Originally Published In The March 2019 Issue Of Cycle Source Magazine


Here we are at the beginning of a new year. There is one tool in a shop that you really don’t think about as being a critical tool. That if this tool were to break your shop would, in turn, come to a halt. What is that tool? Well, it just so happens to be your Air Compressor. You don’t really think about it as being that critical but when you really look at everything you use your air compressor for, and what it does for you, it quickly becomes one of the most important tools in your shop when it comes to not being able to use certain tools, to not being able to work properly. Air compressors are one of the most relied upon tools in our shops but yet sometimes the most neglected tool. If it works and makes air, then it’s good right? A bit of preventive maintenance goes a long way and is necessary to keep you and your air compressor happy. Because if it goes down, so will your shop. For this month’s tech, I am going to go over some preventative maintenance for your shops air compressor. Here are some tips to keep your air compressor in tip-top shape so this doesn’t happen to you.

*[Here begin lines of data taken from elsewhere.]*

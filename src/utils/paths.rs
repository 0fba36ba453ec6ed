// SPDX-FileCopyrightText: 2025-2026 RAprogramm <andrey.rozanov.vl@gmail.com>
// SPDX-License-Identifier: MIT

//! Output file naming.
//!
//! ```text
//! models/user.rs  →  models/user_generated.rs
//!                 →  models/user_generated_test.rs
//! Makefile        →  Makefile_generated
//! ```

use std::path::{Path, PathBuf};

/// Suffix of the implementation file.
pub const IMPLEMENTATION_SUFFIX: &str = "_generated";
/// Suffix of the test file.
pub const TEST_SUFFIX: &str = "_generated_test";

/// Sibling of `source` with `suffix` appended to the stem.
///
/// The extension, if any, is kept.
pub fn with_suffix(source: &Path, suffix: &str) -> PathBuf {
    let stem = source
        .file_stem()
        .map(|s| s.to_string_lossy().into_owned())
        .unwrap_or_default();
    let name = match source.extension() {
        Some(ext) => format!("{stem}{suffix}.{}", ext.to_string_lossy()),
        None => format!("{stem}{suffix}")
    };
    source.with_file_name(name)
}

/// Implementation output for `source`.
pub fn implementation_path(source: &Path) -> PathBuf {
    with_suffix(source, IMPLEMENTATION_SUFFIX)
}

/// Test output for `source`.
pub fn test_path(source: &Path) -> PathBuf {
    with_suffix(source, TEST_SUFFIX)
}

/// Module name the generated tests import the implementation from.
pub fn generated_module(source: &Path) -> String {
    let stem = source
        .file_stem()
        .map(|s| s.to_string_lossy().into_owned())
        .unwrap_or_default();
    format!("{stem}{IMPLEMENTATION_SUFFIX}")
}
// SPDX-FileCopyrightText: 2025-2026 RAprogramm <andrey.rozanov.vl@gmail.com>
// SPDX-License-Identifier: MIT

//! Field extraction from source text.
//!
//! Parsing happens in three steps:
//!
//! 1. The file is parsed with [`syn::parse_file`].
//! 2. Its top-level items are indexed into a [`DeclarationTable`].
//! 3. The requested name is looked up directly and, if it is a struct, its
//!    fields are turned into [`FieldDescriptor`]s in declaration order.
//!
//! # Data Structures
//!
//! ```text
//! DeclarationTable
//! └── "User" → Declaration::Struct(&ItemStruct)
//!                 └── fields
//!                     ├── #[db = "id"]   pub id      → FieldDescriptor { id, "id" }
//!                     ├──                pub cache   → (skipped, untagged)
//!                     └── #[db = "name"] pub name    → FieldDescriptor { name, "name" }
//! ```

mod decl;
mod field;

use std::path::Path;

pub use decl::{Declaration, DeclarationTable};
pub use field::{FieldDescriptor, TAG_KEY, column_from_tag};
use tracing::debug;

use crate::error::{Error, Result};

/// Extract the persisted fields of `type_name` from `source`.
///
/// `path` is only used in error messages.
///
/// # Errors
///
/// - [`Error::Parse`] when `source` is not valid Rust
/// - [`Error::NotFound`] when no top-level item is called `type_name`
/// - [`Error::TypeMismatch`] when that item is not a struct
pub fn extract_fields(source: &str, path: &Path, type_name: &str) -> Result<Vec<FieldDescriptor>> {
    let file = syn::parse_file(source).map_err(|source| Error::Parse {
        path: path.to_path_buf(),
        source
    })?;
    let table = DeclarationTable::build(&file);
    debug!(declarations = table.len(), "indexed source file");

    let item = match table.get(type_name) {
        Some(Declaration::Struct(item)) => item,
        Some(other) => {
            return Err(Error::TypeMismatch {
                name:  type_name.to_string(),
                found: other.kind()
            });
        }
        None => {
            return Err(Error::NotFound {
                name: type_name.to_string(),
                path: path.to_path_buf()
            });
        }
    };

    let fields: Vec<FieldDescriptor> = item
        .fields
        .iter()
        .filter_map(FieldDescriptor::from_field)
        .collect();
    debug!(
        total = item.fields.len(),
        persisted = fields.len(),
        "extracted fields of {type_name}"
    );
    Ok(fields)
}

The most common used compressor is a piston type. We all know that anything that has pistons creates heat and when you create heat you create wear. It’s a good idea to change your compressor oil on a regular basis. A regular basis? Well, how often you need to is based this on the amount of use. As a general rule of thumb, I use my compressor daily for at least a few hours; I change the oil in my compressor quarterly throughout the year. So, it’s time to change your compressor oil. They typically have this little square drain plug; I typically change them out to a petcock, like on a motorcycle gas tank. This will make oil changes happen much faster. Also, its best to drain the oil while the compressor is warm, just like in

your motorcycle, it will flow out much easier. As far as which compressor oil to use, well that’s up for debate just as much as what you put in your motorcycle or car. The biggest thing to remember about compressor oil is, you either run a Nondetergent, typically a 30w or a synthetic oil. I have used both, and the compressor still runs just fine.

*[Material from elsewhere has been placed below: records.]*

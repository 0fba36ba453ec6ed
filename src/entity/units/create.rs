// SPDX-FileCopyrightText: 2025-2026 RAprogramm <andrey.rozanov.vl@gmail.com>
// SPDX-License-Identifier: MIT

//! Insertion.
//!
//! `create` is the public entry point; `do_create` does the work and is kept
//! `pub(super)` so sibling modules (the generated tests) can reach it.
//!
//! | Mode | `create` | `do_create` |
//! |------|----------|-------------|
//! | auto-id | refuses a model with an id | assigns a fresh UUID |
//! | manual id | delegates | keeps the caller's id |

use proc_macro2::TokenStream;
use quote::quote;

use super::{DURATION, GenerationUnit, MOCK, QUERYABLE, UTC, UUID, harness_ident};
use crate::entity::context::{Capability, RenderContext};

pub struct Create;

pub struct DoCreate;

/// `u.id = Uuid::new_v4().to_string();` when the caller must supply the id.
fn manual_id(ctx: &RenderContext) -> TokenStream {
    if ctx.auto_id {
        return TokenStream::new();
    }
    let var = ctx.var_ident();
    quote! { #var.id = Uuid::new_v4().to_string(); }
}

impl GenerationUnit for Create {
    fn capability(&self) -> Capability {
        Capability::Create
    }

    fn imports(&self, _ctx: &RenderContext) -> Vec<&'static str> {
        vec![QUERYABLE]
    }

    fn test_imports(&self, _ctx: &RenderContext) -> Vec<&'static str> {
        vec![MOCK, UUID]
    }

    fn emit(&self, ctx: &RenderContext) -> syn::Result<TokenStream> {
        let model = ctx.model_ident();
        let doc = format!(" Persists a new {} in the database.", ctx.model_name_lc);
        let id_guard = if ctx.auto_id {
            let msg = format!("cannot persist a {} that already has an id", ctx.model_name_lc);
            quote! {
                if !self.id.is_empty() {
                    anyhow::bail!(#msg);
                }
            }
        } else {
            TokenStream::new()
        };

        Ok(quote! {
            impl #model {
                #[doc = #doc]
                pub fn create(&mut self, q: &impl Queryable) -> anyhow::Result<()> {
                    #id_guard
                    self.do_create(q)
                }
            }
        })
    }

    fn emit_tests(&self, ctx: &RenderContext) -> syn::Result<TokenStream> {
        let model = ctx.model_ident();
        let var = ctx.var_ident();
        let t = harness_ident();
        let create_test = ctx.test_ident("create");
        let manual_id = manual_id(ctx);

        let with_id_test = if ctx.auto_id {
            let test_name = ctx.test_ident("create_with_id");
            quote! {
                #[test]
                fn #test_name() {
                    let #t = MockQueryable::new();

                    let mut #var = #model::default();
                    #var.id = Uuid::new_v4().to_string();
                    let result = #var.create(&#t);

                    assert!(result.is_err(), "create() should have failed");
                }
            }
        } else {
            TokenStream::new()
        };

        Ok(quote! {
            #[test]
            fn #create_test() {
                let mut #t = MockQueryable::new();
                #t.expect_insert_success();

                let mut #var = #model::default();
                #manual_id
                let result = #var.create(&#t);

                assert!(result.is_ok(), "create() should not have failed");
                assert!(!#var.id.is_empty(), "id should have been set");
                assert!(#var.created_at.is_some(), "created_at should have been set");
                assert!(#var.updated_at.is_some(), "updated_at should have been set");
            }

            #with_id_test
        })
    }
}

impl GenerationUnit for DoCreate {
    fn capability(&self) -> Capability {
        Capability::DoCreate
    }

    fn imports(&self, ctx: &RenderContext) -> Vec<&'static str> {
        if ctx.auto_id {
            vec![QUERYABLE, UTC, UUID]
        } else {
            vec![QUERYABLE, UTC]
        }
    }

    fn test_imports(&self, ctx: &RenderContext) -> Vec<&'static str> {
        if ctx.auto_id {
            vec![MOCK, UTC, DURATION]
        } else {
            vec![MOCK, UTC, DURATION, UUID]
        }
    }

    fn emit(&self, ctx: &RenderContext) -> syn::Result<TokenStream> {
        let model = ctx.model_ident();
        let stmt = &ctx.create_stmt;
        let assign_id = if ctx.auto_id {
            quote! { self.id = Uuid::new_v4().to_string(); }
        } else {
            TokenStream::new()
        };

        Ok(quote! {
            impl #model {
                /// Inserts the row, stamping `updated_at` and, when unset, `created_at`.
                pub(super) fn do_create(&mut self, q: &impl Queryable) -> anyhow::Result<()> {
                    #assign_id
                    let now = Utc::now();
                    self.updated_at = Some(now);
                    if self.created_at.is_none() {
                        self.created_at = Some(now);
                    }

                    let stmt = #stmt;
                    q.named_exec(stmt, &*self)?;
                    Ok(())
                }
            }
        })
    }

    fn emit_tests(&self, ctx: &RenderContext) -> syn::Result<TokenStream> {
        let model = ctx.model_ident();
        let var = ctx.var_ident();
        let t = harness_ident();
        let manual_id = manual_id(ctx);
        let ok_test = ctx.test_ident("do_create");
        let date_test = ctx.test_ident("do_create_with_date");
        let fail_test = ctx.test_ident("do_create_fail");

        Ok(quote! {
            #[test]
            fn #ok_test() {
                let mut #t = MockQueryable::new();
                #t.expect_insert_success();

                let mut #var = #model::default();
                #manual_id
                let result = #var.do_create(&#t);

                assert!(result.is_ok(), "do_create() should not have failed");
                assert!(!#var.id.is_empty(), "id should have been set");
                assert!(#var.created_at.is_some(), "created_at should have been set");
                assert!(#var.updated_at.is_some(), "updated_at should have been set");
            }

            #[test]
            fn #date_test() {
                let mut #t = MockQueryable::new();
                #t.expect_insert_success();

                let created_at = Utc::now() + Duration::days(1);
                let mut #var = #model {
                    created_at: Some(created_at),
                    ..Default::default()
                };
                #manual_id
                let result = #var.do_create(&#t);

                assert!(result.is_ok(), "do_create() should not have failed");
                assert!(!#var.id.is_empty(), "id should have been set");
                assert_eq!(
                    #var.created_at,
                    Some(created_at),
                    "created_at should not have been updated"
                );
                assert!(#var.updated_at.is_some(), "updated_at should have been set");
            }

            #[test]
            fn #fail_test() {
                let mut #t = MockQueryable::new();
                #t.expect_insert_error("sql error");

                let mut #var = #model::default();
                let result = #var.do_create(&#t);

                assert!(result.is_err(), "do_create() should have failed");
            }
        })
    }
}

The compressor air filter assembly is  also a majorly neglected item. This recently bit my ass! I found out the hard way. My filter would be just a little dusty, so I would blow it out and reinstall, and all was well…. Or so I thought. All was not well, apparently, I did this too many times. The inside of the filter started deteriorating and

falling apart and went down into the compressor, I had little black specks coming out of my airlines. Don’t be like me, and change your filter on a regular basis, these are only a few bucks so, install a new one with every oil change.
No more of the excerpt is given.